Your goal
Repeat every record exactly.
━━━━━━━━━━━━━━━━
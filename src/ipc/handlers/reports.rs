use crate::ipc::error::{err, ok};
use crate::ipc::helpers::{get_optional_str, get_required_str, HandlerErr};
use crate::ipc::types::{AppState, Request};
use rusqlite::Connection;
use rust_decimal::Decimal;
use serde_json::json;
use std::str::FromStr;

struct SummaryRow {
    student_id: String,
    account_id: String,
    display_name: String,
    total_fee: Decimal,
    total_paid: Decimal,
    balance: Decimal,
    status: String,
}

fn parse_stored_decimal(raw: &str, column: &str) -> Result<Decimal, HandlerErr> {
    Decimal::from_str(raw).map_err(|e| HandlerErr {
        code: "db_query_failed",
        message: format!("corrupt decimal in {}: {}", column, e),
        details: None,
    })
}

/// Decimal columns are TEXT, so the aggregation happens here rather than in
/// SQL. Account counts are small (one row per student per year).
fn load_summary_rows(
    conn: &Connection,
    academic_year: &str,
    class_id: Option<&str>,
) -> Result<Vec<SummaryRow>, HandlerErr> {
    let mut sql = String::from(
        "SELECT a.id, a.student_id, s.last_name, s.first_name,
                a.total_fee, a.total_paid, a.balance, a.status
         FROM fee_accounts a
         JOIN students s ON s.id = a.student_id
         WHERE a.academic_year = ?",
    );
    let mut binds: Vec<String> = vec![academic_year.to_string()];
    if let Some(cid) = class_id {
        sql.push_str(" AND s.class_id = ?");
        binds.push(cid.to_string());
    }

    let mut stmt = conn
        .prepare(&sql)
        .map_err(|e| HandlerErr::db("db_query_failed", e))?;
    let raw_rows = stmt
        .query_map(rusqlite::params_from_iter(binds.iter()), |r| {
            Ok((
                r.get::<_, String>(0)?,
                r.get::<_, String>(1)?,
                r.get::<_, String>(2)?,
                r.get::<_, String>(3)?,
                r.get::<_, String>(4)?,
                r.get::<_, String>(5)?,
                r.get::<_, String>(6)?,
                r.get::<_, String>(7)?,
            ))
        })
        .and_then(|it| it.collect::<Result<Vec<_>, _>>())
        .map_err(|e| HandlerErr::db("db_query_failed", e))?;

    let mut rows = Vec::with_capacity(raw_rows.len());
    for (account_id, student_id, last, first, fee, paid, balance, status) in raw_rows {
        rows.push(SummaryRow {
            account_id,
            student_id,
            display_name: format!("{}, {}", last, first),
            total_fee: parse_stored_decimal(&fee, "fee_accounts.total_fee")?,
            total_paid: parse_stored_decimal(&paid, "fee_accounts.total_paid")?,
            balance: parse_stored_decimal(&balance, "fee_accounts.balance")?,
            status,
        });
    }
    Ok(rows)
}

fn handle_fee_summary(state: &mut AppState, req: &Request) -> serde_json::Value {
    let Some(conn) = state.db.as_ref() else {
        return err(&req.id, "no_workspace", "select a workspace first", None);
    };

    let academic_year = match get_required_str(&req.params, "academicYear") {
        Ok(v) => v,
        Err(e) => return e.response(&req.id),
    };
    let class_id = match get_optional_str(&req.params, "classId") {
        Ok(v) => v,
        Err(e) => return e.response(&req.id),
    };

    let rows = match load_summary_rows(conn, &academic_year, class_id.as_deref()) {
        Ok(v) => v,
        Err(e) => return e.response(&req.id),
    };

    let mut total_fee = Decimal::ZERO;
    let mut total_collected = Decimal::ZERO;
    let mut total_outstanding = Decimal::ZERO;
    let mut pending: i64 = 0;
    let mut partial: i64 = 0;
    let mut paid: i64 = 0;
    let mut overdue: i64 = 0;
    for row in &rows {
        total_fee += row.total_fee;
        total_collected += row.total_paid;
        total_outstanding += row.balance;
        match row.status.as_str() {
            "pending" => pending += 1,
            "partial" => partial += 1,
            "paid" => paid += 1,
            "overdue" => overdue += 1,
            _ => {}
        }
    }

    ok(
        &req.id,
        json!({
            "academicYear": academic_year,
            "accountCount": rows.len(),
            "totalFee": total_fee.to_string(),
            "totalCollected": total_collected.to_string(),
            "totalOutstanding": total_outstanding.to_string(),
            "statusCounts": {
                "pending": pending,
                "partial": partial,
                "paid": paid,
                "overdue": overdue,
            }
        }),
    )
}

fn handle_defaulters(state: &mut AppState, req: &Request) -> serde_json::Value {
    let Some(conn) = state.db.as_ref() else {
        return err(&req.id, "no_workspace", "select a workspace first", None);
    };

    let academic_year = match get_required_str(&req.params, "academicYear") {
        Ok(v) => v,
        Err(e) => return e.response(&req.id),
    };
    let class_id = match get_optional_str(&req.params, "classId") {
        Ok(v) => v,
        Err(e) => return e.response(&req.id),
    };

    let mut rows = match load_summary_rows(conn, &academic_year, class_id.as_deref()) {
        Ok(v) => v,
        Err(e) => return e.response(&req.id),
    };

    rows.retain(|r| r.balance > Decimal::ZERO);
    rows.sort_by(|a, b| b.balance.cmp(&a.balance));

    let defaulters: Vec<serde_json::Value> = rows
        .iter()
        .map(|r| {
            json!({
                "studentId": r.student_id.as_str(),
                "accountId": r.account_id.as_str(),
                "displayName": r.display_name.as_str(),
                "totalFee": r.total_fee.to_string(),
                "totalPaid": r.total_paid.to_string(),
                "balance": r.balance.to_string(),
                "status": r.status.as_str(),
            })
        })
        .collect();

    ok(&req.id, json!({ "defaulters": defaulters }))
}

pub fn try_handle(state: &mut AppState, req: &Request) -> Option<serde_json::Value> {
    match req.method.as_str() {
        "reports.feeSummary" => Some(handle_fee_summary(state, req)),
        "reports.defaulters" => Some(handle_defaulters(state, req)),
        _ => None,
    }
}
━━━━━━━━━━━━━━━━
Solution for this task
filename src/ipc/handlers/reports.rs
use crate::ipc::error::{err, ok};
use crate::ipc::helpers::{get_optional_str, get_required_str, HandlerErr};
use crate::ipc::types::{AppState, Request};
use rusqlite::Connection;
use rust_decimal::Decimal;
use serde_json::json;
use std::str::FromStr;

struct SummaryRow {
    student_id: String,
    account_id: String,
    display_name: String,
    total_fee: Decimal,
    total_paid: Decimal,
    balance: Decimal,
    status: String,
}

fn parse_stored_decimal(raw: &str, column: &str) -> Result<Decimal, HandlerErr> {
    Decimal::from_str(raw).map_err(|e| HandlerErr {
        code: "db_query_failed",
        message: format!("corrupt decimal in {}: {}", column, e),
        details: None,
    })
}

/// Decimal columns are TEXT, so the aggregation happens here rather than in
/// SQL. Account counts are small (one row per student per year).
fn load_summary_rows(
    conn: &Connection,
    academic_year: &str,
    class_id: Option<&str>,
) -> Result<Vec<SummaryRow>, HandlerErr> {
    let mut sql = String::from(
        "SELECT a.id, a.student_id, s.last_name, s.first_name,
                a.total_fee, a.total_paid, a.balance, a.status
         FROM fee_accounts a
         JOIN students s ON s.id = a.student_id
         WHERE a.academic_year = ?",
    );
    let mut binds: Vec<String> = vec![academic_year.to_string()];
    if let Some(cid) = class_id {
        sql.push_str(" AND s.class_id = ?");
        binds.push(cid.to_string());
    }

    let mut stmt = conn
        .prepare(&sql)
        .map_err(|e| HandlerErr::db("db_query_failed", e))?;
    let raw_rows = stmt
        .query_map(rusqlite::params_from_iter(binds.iter()), |r| {
            Ok((
                r.get::<_, String>(0)?,
                r.get::<_, String>(1)?,
                r.get::<_, String>(2)?,
                r.get::<_, String>(3)?,
                r.get::<_, String>(4)?,
                r.get::<_, String>(5)?,
                r.get::<_, String>(6)?,
                r.get::<_, String>(7)?,
            ))
        })
        .and_then(|it| it.collect::<Result<Vec<_>, _>>())
        .map_err(|e| HandlerErr::db("db_query_failed", e))?;

    let mut rows = Vec::with_capacity(raw_rows.len());
    for (account_id, student_id, last, first, fee, paid, balance, status) in raw_rows {
        rows.push(SummaryRow {
            account_id,
            student_id,
            display_name: format!("{}, {}", last, first),
            total_fee: parse_stored_decimal(&fee, "fee_accounts.total_fee")?,
            total_paid: parse_stored_decimal(&paid, "fee_accounts.total_paid")?,
            balance: parse_stored_decimal(&balance, "fee_accounts.balance")?,
            status,
        });
    }
    Ok(rows)
}

fn handle_fee_summary(state: &mut AppState, req: &Request) -> serde_json::Value {
    let Some(conn) = state.db.as_ref() else {
        return err(&req.id, "no_workspace", "select a workspace first", None);
    };

    let academic_year = match get_required_str(&req.params, "academicYear") {
        Ok(v) => v,
        Err(e) => return e.response(&req.id),
    };
    let class_id = match get_optional_str(&req.params, "classId") {
        Ok(v) => v,
        Err(e) => return e.response(&req.id),
    };

    let rows = match load_summary_rows(conn, &academic_year, class_id.as_deref()) {
        Ok(v) => v,
        Err(e) => return e.response(&req.id),
    };

    let mut total_fee = Decimal::ZERO;
    let mut total_collected = Decimal::ZERO;
    let mut total_outstanding = Decimal::ZERO;
    let mut pending: i64 = 0;
    let mut partial: i64 = 0;
    let mut paid: i64 = 0;
    let mut overdue: i64 = 0;
    for row in &rows {
        total_fee += row.total_fee;
        total_collected += row.total_paid;
        total_outstanding += row.balance;
        match row.status.as_str() {
            "pending" => pending += 1,
            "partial" => partial += 1,
            "paid" => paid += 1,
            "overdue" => overdue += 1,
            _ => {}
        }
    }

    ok(
        &req.id,
        json!({
            "academicYear": academic_year,
            "accountCount": rows.len(),
            "totalFee": total_fee.to_string(),
            "totalCollected": total_collected.to_string(),
            "totalOutstanding": total_outstanding.to_string(),
            "statusCounts": {
                "pending": pending,
                "partial": partial,
                "paid": paid,
                "overdue": overdue,
            }
        }),
    )
}

fn handle_defaulters(state: &mut AppState, req: &Request) -> serde_json::Value {
    let Some(conn) = state.db.as_ref() else {
        return err(&req.id, "no_workspace", "select a workspace first", None);
    };

    let academic_year = match get_required_str(&req.params, "academicYear") {
        Ok(v) => v,
        Err(e) => return e.response(&req.id),
    };
    let class_id = match get_optional_str(&req.params, "classId") {
        Ok(v) => v,
        Err(e) => return e.response(&req.id),
    };

    let mut rows = match load_summary_rows(conn, &academic_year, class_id.as_deref()) {
        Ok(v) => v,
        Err(e) => return e.response(&req.id),
    };

    rows.retain(|r| r.balance > Decimal::ZERO);
    rows.sort_by(|a, b| b.balance.cmp(&a.balance));

    let defaulters: Vec<serde_json::Value> = rows
        .iter()
        .map(|r| {
            json!({
                "studentId": r.student_id.as_str(),
                "accountId": r.account_id.as_str(),
                "displayName": r.display_name.as_str(),
                "totalFee": r.total_fee.to_string(),
                "totalPaid": r.total_paid.to_string(),
                "balance": r.balance.to_string(),
                "status": r.status.as_str(),
            })
        })
        .collect();

    ok(&req.id, json!({ "defaulters": defaulters }))
}

pub fn try_handle(state: &mut AppState, req: &Request) -> Option<serde_json::Value> {
    match req.method.as_str() {
        "reports.feeSummary" => Some(handle_fee_summary(state, req)),
        "reports.defaulters" => Some(handle_defaulters(state, req)),
        _ => None,
    }
}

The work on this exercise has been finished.